The task: Will you quote all of the entries, word for word?

The input:
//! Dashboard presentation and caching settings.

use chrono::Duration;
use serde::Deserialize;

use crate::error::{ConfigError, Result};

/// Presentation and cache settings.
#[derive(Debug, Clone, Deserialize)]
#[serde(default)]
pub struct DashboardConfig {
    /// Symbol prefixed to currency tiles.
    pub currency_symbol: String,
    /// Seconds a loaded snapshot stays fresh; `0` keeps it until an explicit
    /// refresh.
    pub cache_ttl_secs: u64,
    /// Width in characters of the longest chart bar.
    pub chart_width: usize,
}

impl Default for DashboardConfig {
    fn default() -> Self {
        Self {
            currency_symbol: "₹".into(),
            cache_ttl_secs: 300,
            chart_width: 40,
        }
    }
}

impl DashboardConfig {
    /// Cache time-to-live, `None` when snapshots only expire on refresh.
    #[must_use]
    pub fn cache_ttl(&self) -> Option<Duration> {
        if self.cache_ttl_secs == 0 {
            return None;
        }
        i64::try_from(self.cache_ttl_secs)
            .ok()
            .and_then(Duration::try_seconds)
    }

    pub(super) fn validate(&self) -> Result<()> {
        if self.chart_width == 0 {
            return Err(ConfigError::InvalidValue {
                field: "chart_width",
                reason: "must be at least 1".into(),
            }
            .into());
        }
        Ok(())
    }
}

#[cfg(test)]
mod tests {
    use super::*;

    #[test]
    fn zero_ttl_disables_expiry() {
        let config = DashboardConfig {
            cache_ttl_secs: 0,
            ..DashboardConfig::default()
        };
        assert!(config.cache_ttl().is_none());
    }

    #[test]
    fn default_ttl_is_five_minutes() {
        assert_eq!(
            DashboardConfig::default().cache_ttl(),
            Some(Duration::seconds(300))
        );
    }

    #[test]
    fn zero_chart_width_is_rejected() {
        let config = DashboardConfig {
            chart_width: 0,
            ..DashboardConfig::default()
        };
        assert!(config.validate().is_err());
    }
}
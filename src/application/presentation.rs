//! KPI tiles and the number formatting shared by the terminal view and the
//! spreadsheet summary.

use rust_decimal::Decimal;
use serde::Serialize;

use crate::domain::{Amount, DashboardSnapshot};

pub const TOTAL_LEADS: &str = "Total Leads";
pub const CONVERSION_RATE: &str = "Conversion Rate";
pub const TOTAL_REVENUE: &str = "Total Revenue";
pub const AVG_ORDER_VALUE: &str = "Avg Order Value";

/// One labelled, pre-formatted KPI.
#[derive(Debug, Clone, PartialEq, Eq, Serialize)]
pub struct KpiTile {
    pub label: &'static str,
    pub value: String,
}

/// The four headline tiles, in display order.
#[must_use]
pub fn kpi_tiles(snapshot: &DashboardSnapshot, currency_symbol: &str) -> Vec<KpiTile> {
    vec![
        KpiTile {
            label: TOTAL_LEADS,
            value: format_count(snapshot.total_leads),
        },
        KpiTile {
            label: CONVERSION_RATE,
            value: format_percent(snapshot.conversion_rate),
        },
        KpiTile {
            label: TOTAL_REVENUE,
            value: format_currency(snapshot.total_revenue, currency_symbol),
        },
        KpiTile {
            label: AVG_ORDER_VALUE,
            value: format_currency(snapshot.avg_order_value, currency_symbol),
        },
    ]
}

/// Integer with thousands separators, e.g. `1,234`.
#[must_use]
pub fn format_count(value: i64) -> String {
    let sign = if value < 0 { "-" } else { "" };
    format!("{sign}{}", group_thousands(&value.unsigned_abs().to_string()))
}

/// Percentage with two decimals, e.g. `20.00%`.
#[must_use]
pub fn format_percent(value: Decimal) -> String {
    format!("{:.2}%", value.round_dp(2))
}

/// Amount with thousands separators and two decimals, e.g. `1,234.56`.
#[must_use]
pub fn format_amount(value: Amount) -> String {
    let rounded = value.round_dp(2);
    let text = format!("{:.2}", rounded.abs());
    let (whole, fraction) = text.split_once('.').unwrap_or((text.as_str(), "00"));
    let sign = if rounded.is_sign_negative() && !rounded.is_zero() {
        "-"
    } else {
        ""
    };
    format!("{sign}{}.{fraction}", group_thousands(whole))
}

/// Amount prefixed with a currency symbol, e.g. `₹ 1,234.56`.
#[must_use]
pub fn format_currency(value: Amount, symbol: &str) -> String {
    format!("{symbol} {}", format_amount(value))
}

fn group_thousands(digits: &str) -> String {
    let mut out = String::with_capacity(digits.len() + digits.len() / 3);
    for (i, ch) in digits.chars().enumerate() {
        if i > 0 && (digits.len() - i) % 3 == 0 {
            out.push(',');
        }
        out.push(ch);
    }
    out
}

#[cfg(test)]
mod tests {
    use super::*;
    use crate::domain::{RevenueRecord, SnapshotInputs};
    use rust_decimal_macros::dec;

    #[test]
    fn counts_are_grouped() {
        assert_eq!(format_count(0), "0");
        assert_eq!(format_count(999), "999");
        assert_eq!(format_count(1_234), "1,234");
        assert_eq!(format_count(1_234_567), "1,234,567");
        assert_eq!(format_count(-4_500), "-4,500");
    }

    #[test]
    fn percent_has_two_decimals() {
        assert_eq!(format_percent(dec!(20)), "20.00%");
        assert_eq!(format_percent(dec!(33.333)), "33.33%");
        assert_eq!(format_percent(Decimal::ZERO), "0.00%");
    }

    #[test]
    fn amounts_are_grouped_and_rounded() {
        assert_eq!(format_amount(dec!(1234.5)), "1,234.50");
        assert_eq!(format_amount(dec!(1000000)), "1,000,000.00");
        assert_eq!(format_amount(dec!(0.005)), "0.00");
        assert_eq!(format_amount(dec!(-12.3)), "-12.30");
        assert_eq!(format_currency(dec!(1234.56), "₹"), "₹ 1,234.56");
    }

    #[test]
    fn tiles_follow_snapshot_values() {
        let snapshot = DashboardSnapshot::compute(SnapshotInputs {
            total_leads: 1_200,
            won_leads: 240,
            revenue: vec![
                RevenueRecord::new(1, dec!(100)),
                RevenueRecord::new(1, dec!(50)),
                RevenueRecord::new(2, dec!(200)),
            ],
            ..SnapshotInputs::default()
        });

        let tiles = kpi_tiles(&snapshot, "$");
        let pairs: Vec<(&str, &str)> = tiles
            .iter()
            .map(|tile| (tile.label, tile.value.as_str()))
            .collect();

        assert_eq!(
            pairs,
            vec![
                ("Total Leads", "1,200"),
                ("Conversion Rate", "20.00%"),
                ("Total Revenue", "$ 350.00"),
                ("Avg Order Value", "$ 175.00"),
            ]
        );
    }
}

Finished task:
//! Dashboard presentation and caching settings.

use chrono::Duration;
use serde::Deserialize;

use crate::error::{ConfigError, Result};

/// Presentation and cache settings.
#[derive(Debug, Clone, Deserialize)]
#[serde(default)]
pub struct DashboardConfig {
    /// Symbol prefixed to currency tiles.
    pub currency_symbol: String,
    /// Seconds a loaded snapshot stays fresh; `0` keeps it until an explicit
    /// refresh.
    pub cache_ttl_secs: u64,
    /// Width in characters of the longest chart bar.
    pub chart_width: usize,
}

impl Default for DashboardConfig {
    fn default() -> Self {
        Self {
            currency_symbol: "₹".into(),
            cache_ttl_secs: 300,
            chart_width: 40,
        }
    }
}

impl DashboardConfig {
    /// Cache time-to-live, `None` when snapshots only expire on refresh.
    #[must_use]
    pub fn cache_ttl(&self) -> Option<Duration> {
        if self.cache_ttl_secs == 0 {
            return None;
        }
        i64::try_from(self.cache_ttl_secs)
            .ok()
            .and_then(Duration::try_seconds)
    }

    pub(super) fn validate(&self) -> Result<()> {
        if self.chart_width == 0 {
            return Err(ConfigError::InvalidValue {
                field: "chart_width",
                reason: "must be at least 1".into(),
            }
            .into());
        }
        Ok(())
    }
}

#[cfg(test)]
mod tests {
    use super::*;

    #[test]
    fn zero_ttl_disables_expiry() {
        let config = DashboardConfig {
            cache_ttl_secs: 0,
            ..DashboardConfig::default()
        };
        assert!(config.cache_ttl().is_none());
    }

    #[test]
    fn default_ttl_is_five_minutes() {
        assert_eq!(
            DashboardConfig::default().cache_ttl(),
            Some(Duration::seconds(300))
        );
    }

    #[test]
    fn zero_chart_width_is_rejected() {
        let config = DashboardConfig {
            chart_width: 0,
            ..DashboardConfig::default()
        };
        assert!(config.validate().is_err());
    }
}
filename src/application/presentation.rs
//! KPI tiles and the number formatting shared by the terminal view and the
//! spreadsheet summary.

use rust_decimal::Decimal;
use serde::Serialize;

use crate::domain::{Amount, DashboardSnapshot};

pub const TOTAL_LEADS: &str = "Total Leads";
pub const CONVERSION_RATE: &str = "Conversion Rate";
pub const TOTAL_REVENUE: &str = "Total Revenue";
pub const AVG_ORDER_VALUE: &str = "Avg Order Value";

/// One labelled, pre-formatted KPI.
#[derive(Debug, Clone, PartialEq, Eq, Serialize)]
pub struct KpiTile {
    pub label: &'static str,
    pub value: String,
}

/// The four headline tiles, in display order.
#[must_use]
pub fn kpi_tiles(snapshot: &DashboardSnapshot, currency_symbol: &str) -> Vec<KpiTile> {
    vec![
        KpiTile {
            label: TOTAL_LEADS,
            value: format_count(snapshot.total_leads),
        },
        KpiTile {
            label: CONVERSION_RATE,
            value: format_percent(snapshot.conversion_rate),
        },
        KpiTile {
            label: TOTAL_REVENUE,
            value: format_currency(snapshot.total_revenue, currency_symbol),
        },
        KpiTile {
            label: AVG_ORDER_VALUE,
            value: format_currency(snapshot.avg_order_value, currency_symbol),
        },
    ]
}

/// Integer with thousands separators, e.g. `1,234`.
#[must_use]
pub fn format_count(value: i64) -> String {
    let sign = if value < 0 { "-" } else { "" };
    format!("{sign}{}", group_thousands(&value.unsigned_abs().to_string()))
}

/// Percentage with two decimals, e.g. `20.00%`.
#[must_use]
pub fn format_percent(value: Decimal) -> String {
    format!("{:.2}%", value.round_dp(2))
}

/// Amount with thousands separators and two decimals, e.g. `1,234.56`.
#[must_use]
pub fn format_amount(value: Amount) -> String {
    let rounded = value.round_dp(2);
    let text = format!("{:.2}", rounded.abs());
    let (whole, fraction) = text.split_once('.').unwrap_or((text.as_str(), "00"));
    let sign = if rounded.is_sign_negative() && !rounded.is_zero() {
        "-"
    } else {
        ""
    };
    format!("{sign}{}.{fraction}", group_thousands(whole))
}

/// Amount prefixed with a currency symbol, e.g. `₹ 1,234.56`.
#[must_use]
pub fn format_currency(value: Amount, symbol: &str) -> String {
    format!("{symbol} {}", format_amount(value))
}

fn group_thousands(digits: &str) -> String {
    let mut out = String::with_capacity(digits.len() + digits.len() / 3);
    for (i, ch) in digits.chars().enumerate() {
        if i > 0 && (digits.len() - i) % 3 == 0 {
            out.push(',');
        }
        out.push(ch);
    }
    out
}

#[cfg(test)]
mod tests {
    use super::*;
    use crate::domain::{RevenueRecord, SnapshotInputs};
    use rust_decimal_macros::dec;

    #[test]
    fn counts_are_grouped() {
        assert_eq!(format_count(0), "0");
        assert_eq!(format_count(999), "999");
        assert_eq!(format_count(1_234), "1,234");
        assert_eq!(format_count(1_234_567), "1,234,567");
        assert_eq!(format_count(-4_500), "-4,500");
    }

    #[test]
    fn percent_has_two_decimals() {
        assert_eq!(format_percent(dec!(20)), "20.00%");
        assert_eq!(format_percent(dec!(33.333)), "33.33%");
        assert_eq!(format_percent(Decimal::ZERO), "0.00%");
    }

    #[test]
    fn amounts_are_grouped_and_rounded() {
        assert_eq!(format_amount(dec!(1234.5)), "1,234.50");
        assert_eq!(format_amount(dec!(1000000)), "1,000,000.00");
        assert_eq!(format_amount(dec!(0.005)), "0.00");
        assert_eq!(format_amount(dec!(-12.3)), "-12.30");
        assert_eq!(format_currency(dec!(1234.56), "₹"), "₹ 1,234.56");
    }

    #[test]
    fn tiles_follow_snapshot_values() {
        let snapshot = DashboardSnapshot::compute(SnapshotInputs {
            total_leads: 1_200,
            won_leads: 240,
            revenue: vec![
                RevenueRecord::new(1, dec!(100)),
                RevenueRecord::new(1, dec!(50)),
                RevenueRecord::new(2, dec!(200)),
            ],
            ..SnapshotInputs::default()
        });

        let tiles = kpi_tiles(&snapshot, "$");
        let pairs: Vec<(&str, &str)> = tiles
            .iter()
            .map(|tile| (tile.label, tile.value.as_str()))
            .collect();

        assert_eq!(
            pairs,
            vec![
                ("Total Leads", "1,200"),
                ("Conversion Rate", "20.00%"),
                ("Total Revenue", "$ 350.00"),
                ("Avg Order Value", "$ 175.00"),
            ]
        );
    }
}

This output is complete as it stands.